→ TASK ITEM:
For the word "clone", give the number of lines in these entries that contain it, with nothing else.
━━━━━ RECORDS SUPPLIED
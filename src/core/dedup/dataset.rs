//! Filtering a dataset against a reference hash file.

use super::{FilterOutcome, FilterReport};
use crate::core::hasher::{compute_hash, compute_hash_with, HasherConfig};
use crate::core::scanner::list_files;
use crate::core::store::load_hashes;
use crate::error::{Result, TidyError};
use crate::events::{null_sender, Event, EventSender, FilterEvent};
use std::collections::HashSet;
use std::fs;
use std::path::{Path, PathBuf};
use tracing::{info, warn};

/// Check whether `path` hashes to one of `stored`.
///
/// A file that cannot be hashed is never a duplicate.
pub fn is_duplicate(path: &Path, stored: &HashSet<String>) -> bool {
    compute_hash(path).is_some_and(|hash| stored.contains(&hash.to_hex()))
}

/// Copy every file of `dataset_dir` whose hash is not in `hash_file` into
/// `output_dir`.
///
/// Files are copied, never moved, under their original file name.
/// `output_dir` is created when missing. Files that can't be hashed are
/// copied too and reported as [`FilterOutcome::CopiedUnhashed`].
pub fn filter_dataset(dataset_dir: &Path, hash_file: &Path, output_dir: &Path) -> Result<FilterReport> {
    filter_dataset_with_events(
        dataset_dir,
        hash_file,
        output_dir,
        &HasherConfig::default(),
        &null_sender(),
    )
}

/// Like [`filter_dataset`], with an explicit hasher and event sink.
///
/// The reference file is read before anything on disk changes; a missing
/// reference file is an error. An `output_dir` resolving to `dataset_dir`
/// is rejected with [`TidyError::Config`].
pub fn filter_dataset_with_events(
    dataset_dir: &Path,
    hash_file: &Path,
    output_dir: &Path,
    hasher: &HasherConfig,
    events: &EventSender,
) -> Result<FilterReport> {
    let hasher = hasher.clone().build()?;
    let stored = load_hashes(hash_file)?;
    let files = list_files(dataset_dir)?;

    if same_directory(dataset_dir, output_dir) {
        return Err(TidyError::Config(format!(
            "output directory {} is the dataset directory",
            output_dir.display()
        )));
    }

    fs::create_dir_all(output_dir).map_err(|source| TidyError::OutputDirectory {
        path: output_dir.to_path_buf(),
        source,
    })?;

    events.send(Event::Filter(FilterEvent::Started {
        dataset_dir: dataset_dir.to_path_buf(),
        reference_hashes: stored.len(),
    }));

    let mut report = FilterReport {
        reference_hashes: stored.len(),
        outcomes: Vec::with_capacity(files.len()),
    };

    for path in files {
        let hash = compute_hash_with(hasher.as_ref(), &path, events).map(|h| h.to_hex());

        if let Some(hash) = hash.as_ref().filter(|h| stored.contains(*h)) {
            info!("Filtered out duplicate image: {}", path.display());
            events.send(Event::Filter(FilterEvent::FilteredOut { path: path.clone() }));
            report
                .outcomes
                .push((path, FilterOutcome::FilteredOut { hash: hash.clone() }));
            continue;
        }

        let outcome = match copy_into(&path, output_dir) {
            Ok(destination) => {
                info!("Copied {} to {}", path.display(), output_dir.display());
                events.send(Event::Filter(FilterEvent::Copied {
                    path: path.clone(),
                    destination: destination.clone(),
                }));
                if hash.is_some() {
                    FilterOutcome::Copied { destination }
                } else {
                    FilterOutcome::CopiedUnhashed { destination }
                }
            }
            Err(reason) => {
                warn!("Failed to copy {}: {}", path.display(), reason);
                events.send(Event::Filter(FilterEvent::CopyFailed {
                    path: path.clone(),
                    message: reason.clone(),
                }));
                FilterOutcome::CopyFailed { reason }
            }
        };
        report.outcomes.push((path, outcome));
    }

    events.send(Event::Filter(FilterEvent::Completed {
        copied: report.copied_count(),
        filtered_out: report.filtered_count(),
    }));

    Ok(report)
}

/// True when both paths exist and resolve to the same directory
fn same_directory(a: &Path, b: &Path) -> bool {
    match (a.canonicalize(), b.canonicalize()) {
        (Ok(a), Ok(b)) => a == b,
        _ => false,
    }
}

/// Copy `path` into `output_dir` under its own file name.
///
/// Refuses to copy a file onto itself, which would truncate it.
fn copy_into(path: &Path, output_dir: &Path) -> std::result::Result<PathBuf, String> {
    let file_name = path
        .file_name()
        .ok_or_else(|| format!("{} has no file name", path.display()))?;
    let destination = output_dir.join(file_name);

    if let (Ok(source), Ok(target)) = (path.canonicalize(), destination.canonicalize()) {
        if source == target {
            return Err(format!("{} is the same file as its destination", path.display()));
        }
    }

    fs::copy(path, &destination).map_err(|e| e.to_string())?;
    Ok(destination)
}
━━━━━━━━━━
→ YOUR RESPONSE:
7